The final scene contains the mother finishing up the haircut as he holds the mirror to see the final cut. The mom went with “B) Work with you’ve got,” and shaved his hair in a less unique (not lizard), but nicely done, haircut as seen by the smiles on both of their faces. The mother wraps her arms around his shoulders and tightens her hug as he says “Thanks Mom.”

The final text on the screen says, “You don’t have to be perfect to be a perfect parent,” and the logo for AdoptUSKids. She messed up, but the familial love between the mother and son and the entire family can be seen in the video. We, as the audience, couldn’t even tell the young man was adopted. He never feared asking if something was wrong in the first few seconds, or feared the mother’s reaction to his reactions. The brother and father also treated him as if they were blood relatives as seen by their support for the odd bald spot if they chose option “C) Show solidarity.” The mother’s hug further supports our observation that she really and truly loves him. The meaningful squeeze after the initial hug is often used to show support and care for  the person being hugged.

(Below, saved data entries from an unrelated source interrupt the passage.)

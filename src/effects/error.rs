//! Errors raised by stores and service operations.

use crate::builder::BuildError;
use crate::core::{PackageStatus, TransitionError};
use crate::enforcement::ViolationError;
use thiserror::Error;
use uuid::Uuid;

/// Errors that can occur when reading or writing records.
#[derive(Debug, Clone, PartialEq, Eq, Error)]
pub enum StoreError {
    #[error("{kind} {id} not found")]
    NotFound { kind: &'static str, id: Uuid },

    #[error("{kind} {id} already exists")]
    AlreadyExists { kind: &'static str, id: Uuid },

    #[error("appointment {id} changed concurrently (expected version {expected}, found {found})")]
    VersionConflict { id: Uuid, expected: u64, found: u64 },

    #[error("store lock poisoned")]
    Poisoned,
}

/// Errors surfaced by the service effects.
#[derive(Debug, Clone, PartialEq, Error)]
pub enum ServiceError {
    #[error(transparent)]
    Transition(#[from] TransitionError),

    #[error(transparent)]
    Store(#[from] StoreError),

    #[error(transparent)]
    Build(#[from] BuildError),

    #[error("patient {0} not found")]
    PatientNotFound(Uuid),

    #[error("treatment package {0} not found")]
    PackageNotFound(Uuid),

    #[error("treatment package {id} is not active ({status:?})")]
    PackageNotActive { id: Uuid, status: PackageStatus },

    #[error("treatment package {package_id} does not belong to patient {patient_id}")]
    PackageOwnerMismatch { package_id: Uuid, patient_id: Uuid },

    #[error("outside clinic hours: {}", list(.violations))]
    OutsideClinicHours { violations: Vec<ViolationError> },
}

impl ServiceError {
    /// Another write won the race; re-read and decide again.
    pub fn is_conflict(&self) -> bool {
        matches!(self, Self::Store(StoreError::VersionConflict { .. }))
    }
}

fn list(violations: &[ViolationError]) -> String {
    violations
        .iter()
        .map(ToString::to_string)
        .collect::<Vec<_>>()
        .join("; ")
}
//! Calendar slot values: date, clock time and shift.
//!
//! Times arrive in several textual encodings (bare `HH:MM`, `HH:MM:SS`, or
//! embedded in a full timestamp). All of them reduce to hour:minute here,
//! and are always written back out as `HH:MM`.

use chrono::{DateTime, NaiveDate, NaiveDateTime, NaiveTime, Timelike};
use serde::{Deserialize, Deserializer, Serialize, Serializer};
use std::fmt;
use std::str::FromStr;

const CLOCK_FORMATS: [&str; 3] = ["%H:%M", "%H:%M:%S", "%H:%M:%S%.f"];

const TIMESTAMP_FORMATS: [&str; 6] = [
    "%Y-%m-%dT%H:%M",
    "%Y-%m-%dT%H:%M:%S",
    "%Y-%m-%dT%H:%M:%S%.f",
    "%Y-%m-%d %H:%M",
    "%Y-%m-%d %H:%M:%S",
    "%Y-%m-%d %H:%M:%S%.f",
];

/// ISO calendar date format used on the wire.
pub const DATE_FORMAT: &str = "%Y-%m-%d";

/// Parse an ISO `YYYY-MM-DD` date. Blank input is rejected.
pub fn parse_date(raw: &str) -> Option<NaiveDate> {
    let raw = raw.trim();
    if raw.is_empty() {
        return None;
    }
    NaiveDate::parse_from_str(raw, DATE_FORMAT).ok()
}

/// Time of day at minute precision.
///
/// Seconds and sub-seconds are always zero.
#[derive(Clone, Copy, PartialEq, Eq, PartialOrd, Ord, Hash, Debug, Default)]
pub struct ClockTime(NaiveTime);

impl ClockTime {
    pub fn new(hour: u32, minute: u32) -> Option<Self> {
        NaiveTime::from_hms_opt(hour, minute, 0).map(Self)
    }

    /// Parse any accepted time encoding, truncating to hour:minute.
    ///
    /// ```rust
    /// use clinic_appointments::core::ClockTime;
    ///
    /// let expected = ClockTime::new(14, 30);
    /// assert_eq!(ClockTime::parse("14:30"), expected);
    /// assert_eq!(ClockTime::parse("14:30:59"), expected);
    /// assert_eq!(ClockTime::parse("2024-06-01T14:30:00Z"), expected);
    /// assert_eq!(ClockTime::parse(""), None);
    /// ```
    pub fn parse(raw: &str) -> Option<Self> {
        let raw = raw.trim();
        if raw.is_empty() {
            return None;
        }

        let clock = CLOCK_FORMATS
            .iter()
            .find_map(|fmt| NaiveTime::parse_from_str(raw, fmt).ok());
        if let Some(time) = clock {
            return Some(Self::truncate(time));
        }

        if let Ok(stamp) = DateTime::parse_from_rfc3339(raw) {
            return Some(Self::truncate(stamp.time()));
        }

        TIMESTAMP_FORMATS
            .iter()
            .find_map(|fmt| NaiveDateTime::parse_from_str(raw, fmt).ok())
            .map(|stamp| Self::truncate(stamp.time()))
    }

    fn truncate(time: NaiveTime) -> Self {
        Self(NaiveTime::from_hms_opt(time.hour(), time.minute(), 0).unwrap_or(time))
    }

    pub fn hour(&self) -> u32 {
        self.0.hour()
    }

    pub fn minute(&self) -> u32 {
        self.0.minute()
    }

    pub fn as_naive(&self) -> NaiveTime {
        self.0
    }
}

impl From<NaiveTime> for ClockTime {
    fn from(time: NaiveTime) -> Self {
        Self::truncate(time)
    }
}

impl fmt::Display for ClockTime {
    fn fmt(&self, f: &mut fmt::Formatter<'_>) -> fmt::Result {
        write!(f, "{:02}:{:02}", self.hour(), self.minute())
    }
}

impl FromStr for ClockTime {
    type Err = String;

    fn from_str(s: &str) -> Result<Self, Self::Err> {
        Self::parse(s).ok_or_else(|| format!("invalid time of day '{s}'"))
    }
}

impl Serialize for ClockTime {
    fn serialize<S: Serializer>(&self, serializer: S) -> Result<S::Ok, S::Error> {
        serializer.collect_str(self)
    }
}

impl<'de> Deserialize<'de> for ClockTime {
    fn deserialize<D: Deserializer<'de>>(deserializer: D) -> Result<Self, D::Error> {
        let raw = String::deserialize(deserializer)?;
        raw.parse().map_err(serde::de::Error::custom)
    }
}

/// Half-day grouping that routes an appointment to the practitioner on duty.
///
/// Independent of the clock time: an afternoon shift at a morning hour is
/// unusual but allowed.
#[derive(Clone, Copy, PartialEq, Eq, Hash, Debug, Default, Serialize, Deserialize)]
#[serde(rename_all = "SCREAMING_SNAKE_CASE")]
pub enum Shift {
    #[default]
    #[serde(alias = "AM")]
    Morning,
    #[serde(alias = "PM")]
    Afternoon,
}

impl Shift {
    pub fn name(&self) -> &'static str {
        match self {
            Self::Morning => "MORNING",
            Self::Afternoon => "AFTERNOON",
        }
    }
}

impl fmt::Display for Shift {
    fn fmt(&self, f: &mut fmt::Formatter<'_>) -> fmt::Result {
        f.write_str(self.name())
    }
}

impl FromStr for Shift {
    type Err = String;

    fn from_str(s: &str) -> Result<Self, Self::Err> {
        match s {
            "MORNING" | "AM" => Ok(Self::Morning),
            "AFTERNOON" | "PM" => Ok(Self::Afternoon),
            other => Err(format!("unknown shift '{other}'")),
        }
    }
}

/// Date, time and shift, which only ever change together.
#[derive(Clone, Copy, PartialEq, Eq, Hash, Debug, Serialize, Deserialize)]
pub struct Slot {
    pub date: NaiveDate,
    pub time: ClockTime,
    pub shift: Shift,
}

At the end, we learn that the ad is promoting adoption of children and based on the final quote, “You don’t have to be perfect to be a parent,” is hoping to encourage parents who may be afraid they won’t be good parents and role models to their child. The fear of doing something wrong is normal, but because of the mother’s haircut disaster, something fun always came out of the disaster no matter the choice the mom and the family made. Either the lizard hair or the whole family supporting the son by having their own bald spots shaved on their heads were fun choices the mom could have made. The ad wants the public to see that adoption can lead to fun memories and days full of love and happiness and that you don’t have to be related by blood to feel like a family.


4 thoughts on “Visual Rewrite – scarletthief”

  1. Your first paragraph shows a nice attention to detail, Scarlett, but a reluctance to Analyze. You don’t, for example, care to guess that giving a child a haircut in the kitchen is an act of earnest economy. The family does not like to waste money on extravagances like professional grooming. Your grade will improve to the degree you interpret the visuals, not merely report them.

    You mention the appliances, their somewhat dated appearance, but draw no conclusion. Are you afraid to be insensitive? Remember that the filmmakers deliberately chose this house and kitchen from a universe of settings. They WANT us to draw conclusions. Your job is to surmise what messages they want to send us visually.

    Ask yourself important questions NOT ONLY about what is shown, but also about what is not shown. Does the mother over-react to her mistake? Does she fear a violent reaction? Is she afraid the boy will throw a tantrum? Does he for his part make a scene? If not, why not? What is the psychological message of her initial concern, her assessment phase, her willingness to show the boy what she has done, his quizzical but not panicked reaction?

    See what I mean? We are making subconscious judgments at every second. Share the impressions and explain how the filmmakers achieve them.

    Good work on the storyline. Now tell us the subtext.
    GRADE: M


  2. This is beautiful work, Scarlett. You very nicely combine keen observations about the visual components of the ad with your own impressions of how the filmmakers wanted viewers to react to them. Your analysis of the hug is very impressive, as is your careful explanation of what doesn’t happen when the boy realizes his mom and messed up.

    Two things left.
    1. Your title fails for grammar, so the grade below is provisional.
    2. You missed the implication of the A, B, C. Clearly this is multiple choice. We see the results of all three choices, not necessarily because they all occurred, but because they are all possible reactions to the initial screwup. Do you agree? Or do you think it’s more likely the boy sits back down a third time for yet another haircut after Mom has already messed up on two prior occasions? My reading of the ad is that she went with B: Work with what you’ve got. The high-fade haircut is her solution to having clipped too much hair low on the boy’s head.